**What you should do:**
Each line from the start of the entries through the line that contains "use super::StageRun;" should be output exactly, please.
>>
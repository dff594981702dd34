//! Policy fragments
//!
//! Policies reference each other through Include elements carrying the
//! included policy's GUID, so a policy is installed after every sibling it
//! includes. Each policy is then found on the target by its prefixed name
//! or created with its prefixed name and GUID; either way its source GUID
//! ends up mapped to the GUID the target holds.

use super::StageRun;
use super::execute::Creation;
use super::ordering::dependency_order;
use super::resolution::{Owner, PolicyIncludes};
use crate::domain::{EntityCategory, MappingAction, PolicyDefinition};
use crate::error::{self, Result};
use crate::identifiers::prefix::{prefixed_guid, prefixed_name};
use crate::management::{EntityPayload, Selector};
use crate::references::Reference;

const CATEGORY: EntityCategory = EntityCategory::Policy;

pub(crate) fn install(run: &mut StageRun<'_>) -> Result<()> {
    let contents = run.contents;
    let policies = &contents.policies;
    let names: Vec<String> = policies.iter().map(|p| p.name.clone()).collect();

    let mut deps = Vec::with_capacity(policies.len());
    for policy in policies {
        let owner = Owner {
            category: CATEGORY,
            name: &policy.name,
        };
        let included: Vec<usize> = run
            .engine
            .scan(owner, &policy.body)?
            .iter()
            .filter_map(|reference| match reference {
                Reference::PolicyInclude { guid } => policies.iter().position(|p| &p.guid == guid),
                _ => None,
            })
            .collect();
        deps.push(included);
    }

    for index in dependency_order(CATEGORY, &names, &deps)? {
        install_one(run, &policies[index])?;
    }
    Ok(())
}

fn install_one(run: &mut StageRun<'_>, policy: &PolicyDefinition) -> Result<()> {
    let ctx = run.ctx();
    match ctx.mapping().action(CATEGORY, &[&policy.id, &policy.guid]) {
        Some(MappingAction::Ignore | MappingAction::Delete) => {
            tracing::debug!(policy = %policy.name, "skipped by mapping");
            return Ok(());
        }
        Some(MappingAction::UseExisting(target_guid)) => {
            run.ids.record_guid(&policy.guid, target_guid);
            run.result.record_reused(CATEGORY, &policy.name);
            return Ok(());
        }
        None => {}
    }

    let name = prefixed_name(ctx.prefix(), &policy.name);
    let guid = prefixed_guid(ctx.prefix(), &policy.guid);
    let owner = Owner {
        category: CATEGORY,
        name: &name,
    };
    let body = run.prepare_body(owner, &policy.body, PolicyIncludes::Installed)?;

    let existing = run
        .remote
        .find(CATEGORY, Selector::Name { name: name.clone() })?;
    if let Some(found) = existing {
        let target_guid = found.guid.ok_or_else(|| {
            error::management::unexpected_response(
                format!("enumerate {}", CATEGORY.plural()),
                format!("policy '{name}' has no GUID"),
            )
        })?;
        tracing::debug!(policy = %name, id = %found.id, guid = %target_guid, "policy exists");
        run.ids.record_id(&policy.id, &found.id);
        run.ids.record_guid(&policy.guid, &target_guid);
        run.result.record_reused(CATEGORY, &name);
        return Ok(());
    }

    let folder_id = run.folder_id(&policy.folder, owner)?;
    let payload = EntityPayload::Policy {
        name: name.clone(),
        guid: guid.clone(),
        folder_id,
        policy: body,
    };
    match run.remote.create(payload, &name)? {
        Creation::Created(summary) => {
            run.ids.record_id(&policy.id, &summary.id);
            run.ids
                .record_guid(&policy.guid, summary.guid.as_deref().unwrap_or(&guid));
            run.result.record_created(CATEGORY, &name);
            run.remote
                .set_version_comment(CATEGORY, &summary.id, &name)?;
        }
        Creation::Existing(summary) => {
            run.ids.record_id(&policy.id, &summary.id);
            run.ids
                .record_guid(&policy.guid, summary.guid.as_deref().unwrap_or(&guid));
            run.result.record_reused(CATEGORY, &name);
        }
    }
    Ok(())
}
<<
**Answer to this problem:**
repository dff594981702dd34
//! Policy fragments
//!
//! Policies reference each other through Include elements carrying the
//! included policy's GUID, so a policy is installed after every sibling it
//! includes. Each policy is then found on the target by its prefixed name
//! or created with its prefixed name and GUID; either way its source GUID
//! ends up mapped to the GUID the target holds.

use super::StageRun;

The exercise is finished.